The invention provides a kit and a detection method for detecting a hepatitis B virus drug-resistant gene mutation site by a Sanger method, wherein the kit comprises the following primers and reagents: (1) common PCR amplification primers: pre-amplification primer: TGGTGGACTTCTCTCAATTTTCTAGG, respectively; post amplification primer: AGGAGTTCCGCAGTATGGATCG, respectively; (2) sanger method PCR amplification primers: ATGTGTCTGCGGCGTTTTATCA, respectively; (3) conventional reagents in the kit: HiDi, BigDye, ddH2And O. The kit can detect the hepatitis B virus drug-resistant gene mutation site, and the detection method is suitable for detecting the clinical hepatitis B virus drug-resistant gene mutation, has mature and stable technology, and has good development and application prospects.

Description

Kit for detecting hepatitis B virus drug-resistant gene mutation site by Sanger method and detection method
Technical Field
The invention belongs to the technical field of biology, and particularly relates to a kit and a detection method for detecting a hepatitis B virus drug-resistant gene mutation site by a Sanger method.
Background
the Chronic Hepatitis B (CHB) infection is one of the most common liver diseases in the world, 3.9% of the global population is influenced by 2016, China is the most main hepatitis B major country, according to the hepatitis B serum epidemiological survey result of Chinese population in 2006, the hepatitis B surface antigen carrying rate of people 1-59 years old in China is 7.18%, chronic viral hepatitis B patients are about 3000 ten thousand, at present, nucleoside (acid) analogues and alpha interferon are recognized effective Hepatitis B Virus (HBV) resisting drugs, the nucleoside (acid) analogues are widely applied due to the characteristics of convenience, small adverse reaction, wide adaptation disease and the like, but the nucleoside (acid) analogues are likely to generate drug-resistant mutation after being taken for a long time, most of the drug-resistant mutation is the main obstacle for treating chronic hepatitis B, 5 common nucleoside hepatitis B treatment drugs comprise lamivudine, adefovir dipivoxil, entecavir, tebivudine, tenofovir primary drug, primary drug-resistant mutation, certain drugs are not suitable for treating chronic hepatitis B, the traditional PCR detection method is not suitable for detecting the PCR (PCR) resistant mutation, and the PCR detection method is not suitable for detecting the PCR (PCR) of the PCR) resistant gene mutation, and the detection of the PCR detection of the traditional PCR detection method, and the detection of the traditional PCR detection of the traditional medicine, the traditional detection of the traditional medicine.
Disclosure of Invention
One of the purposes of the invention is to provide a kit for detecting the drug-resistant gene mutation site of hepatitis B virus by a Sanger method, which can accurately and quickly detect the drug-resistant gene mutation site of hepatitis B virus and can be popularized and used.

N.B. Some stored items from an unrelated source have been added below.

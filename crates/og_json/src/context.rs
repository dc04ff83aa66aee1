//! Per-call encoder and decoder state.

use core::any::TypeId;
use std::sync::Arc;

use og_reflect::info::TypeInfo;

use crate::config::JsonConfig;
use crate::converter::Converter;
use crate::error::{JsonError, Result};
use crate::metadata::{PropertyCache, TypeProperties};

// -----------------------------------------------------------------------------
// PropertySlot

/// The format and converter of the property being encoded or decoded.
///
/// Formatters read the slot; it applies to the value directly under the
/// property, not to values nested inside it.
#[derive(Clone, Default)]
pub struct PropertySlot {
    pub format: Option<&'static str>,
    pub converter: Option<Arc<dyn Converter>>,
}

impl PropertySlot {
    #[inline]
    pub fn is_empty(&self) -> bool {
        self.format.is_none() && self.converter.is_none()
    }
}

// -----------------------------------------------------------------------------
// SerializeContext

/// State of one top-level encode call.
pub struct SerializeContext {
    config: Arc<JsonConfig>,
    cache: &'static PropertyCache,
    stack: Vec<(usize, TypeId)>,
    slot: PropertySlot,
}

impl SerializeContext {
    pub fn new(config: Arc<JsonConfig>) -> Self {
        Self {
            config,
            cache: PropertyCache::global(),
            stack: Vec::new(),
            slot: PropertySlot::default(),
        }
    }

    #[inline]
    pub fn config(&self) -> &JsonConfig {
        &self.config
    }

    #[inline]
    pub fn properties(&self, info: &'static TypeInfo) -> Arc<TypeProperties> {
        self.cache.get(info, &self.config)
    }

    /// Number of composite values being encoded.
    #[inline]
    pub fn depth(&self) -> usize {
        self.stack.len()
    }

    /// Runs `f` with `identity` on the identity stack.
    ///
    /// Fails with [`JsonError::Cycle`] if the identity is already being
    /// encoded. The identity is popped on every exit path of `f`.
    pub fn try_serialize<R>(
        &mut self,
        identity: (usize, TypeId),
        type_path: &'static str,
        f: impl FnOnce(&mut Self) -> Result<R>,
    ) -> Result<R> {
        if self.stack.contains(&identity) {
            return Err(JsonError::Cycle { type_path });
        }
        self.stack.push(identity);
        let result = f(self);
        self.stack.pop();
        result
    }

    /// Runs `f` with `slot` as the current property, restoring the previous
    /// one afterwards.
    pub fn with_property<R>(
        &mut self,
        slot: PropertySlot,
        f: impl FnOnce(&mut Self) -> Result<R>,
    ) -> Result<R> {
        let previous = core::mem::replace(&mut self.slot, slot);
        let result = f(self);
        self.slot = previous;
        result
    }

    #[inline]
    pub fn format(&self) -> Option<&'static str> {
        self.slot.format
    }

    /// Takes the converter of the current property, so that it applies to
    /// the property value only.
    #[inline]
    pub fn take_converter(&mut self) -> Option<Arc<dyn Converter>> {
        self.slot.converter.take()
    }
}

// -----------------------------------------------------------------------------
// DeserializeContext

/// State of one top-level decode call.
pub struct DeserializeContext {
    config: Arc<JsonConfig>,
    cache: &'static PropertyCache,
    slot: PropertySlot,
}

impl DeserializeContext {
    pub fn new(config: Arc<JsonConfig>) -> Self {
        Self {
            config,
            cache: PropertyCache::global(),
            slot: PropertySlot::default(),
        }
    }

    #[inline]
    pub fn config(&self) -> &JsonConfig {
        &self.config
    }

    #[inline]
    pub fn properties(&self, info: &'static TypeInfo) -> Arc<TypeProperties> {
        self.cache.get(info, &self.config)
    }

    /// Runs `f` with `slot` as the current property, restoring the previous
    /// one afterwards.
    pub fn with_property<R>(
        &mut self,
        slot: PropertySlot,
        f: impl FnOnce(&mut Self) -> Result<R>,
    ) -> Result<R> {
        let previous = core::mem::replace(&mut self.slot, slot);
        let result = f(self);
        self.slot = previous;
        result
    }

    #[inline]
    pub fn format(&self) -> Option<&'static str> {
        self.slot.format
    }

    #[inline]
    pub fn take_converter(&mut self) -> Option<Arc<dyn Converter>> {
        self.slot.converter.take()
    }

    /// Clears the slot for values nested below the current property.
    #[inline]
    pub fn take_slot(&mut self) -> PropertySlot {
        core::mem::take(&mut self.slot)
    }
}

// -----------------------------------------------------------------------------
// Tests

#[cfg(test)]
mod tests {
    use core::any::TypeId;

    use super::{PropertySlot, SerializeContext};
    use crate::config::JsonConfig;
    use crate::error::JsonError;

    #[test]
    fn identity_stack_is_scoped() {
        let mut ctx = SerializeContext::new(JsonConfig::builder().build());
        let id = (0x10, TypeId::of::<u8>());

        let nested = ctx.try_serialize(id, "u8", |ctx| {
            assert_eq!(ctx.depth(), 1);
            ctx.try_serialize(id, "u8", |_| Ok(()))
        });
        assert!(matches!(nested, Err(JsonError::Cycle { type_path: "u8" })));
        assert_eq!(ctx.depth(), 0);

        let failed: Result<(), _> =
            ctx.try_serialize(id, "u8", |_| Err(JsonError::conversion("x", "u8")));
        assert!(failed.is_err());
        assert_eq!(ctx.depth(), 0);
    }

    #[test]
    fn property_slot_is_restored() {
        let mut ctx = SerializeContext::new(JsonConfig::builder().build());
        let slot = PropertySlot {
            format: Some("F1"),
            converter: None,
        };
        ctx.with_property(slot, |ctx| {
            assert_eq!(ctx.format(), Some("F1"));
            ctx.with_property(PropertySlot::default(), |ctx| {
                assert_eq!(ctx.format(), None);
                Ok(())
            })?;
            assert_eq!(ctx.format(), Some("F1"));
            Ok(())
        })
        .unwrap();
        assert_eq!(ctx.format(), None);
    }
}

The invention also aims to provide a detection method for detecting the hepatitis B virus drug-resistant gene mutation site by the Sanger method, the kit is adopted to detect the hepatitis B virus drug-resistant gene mutation site, the detection is convenient and efficient, the accurate mutation site can be detected, and the technical support is provided for the clinical application of hepatitis B drugs.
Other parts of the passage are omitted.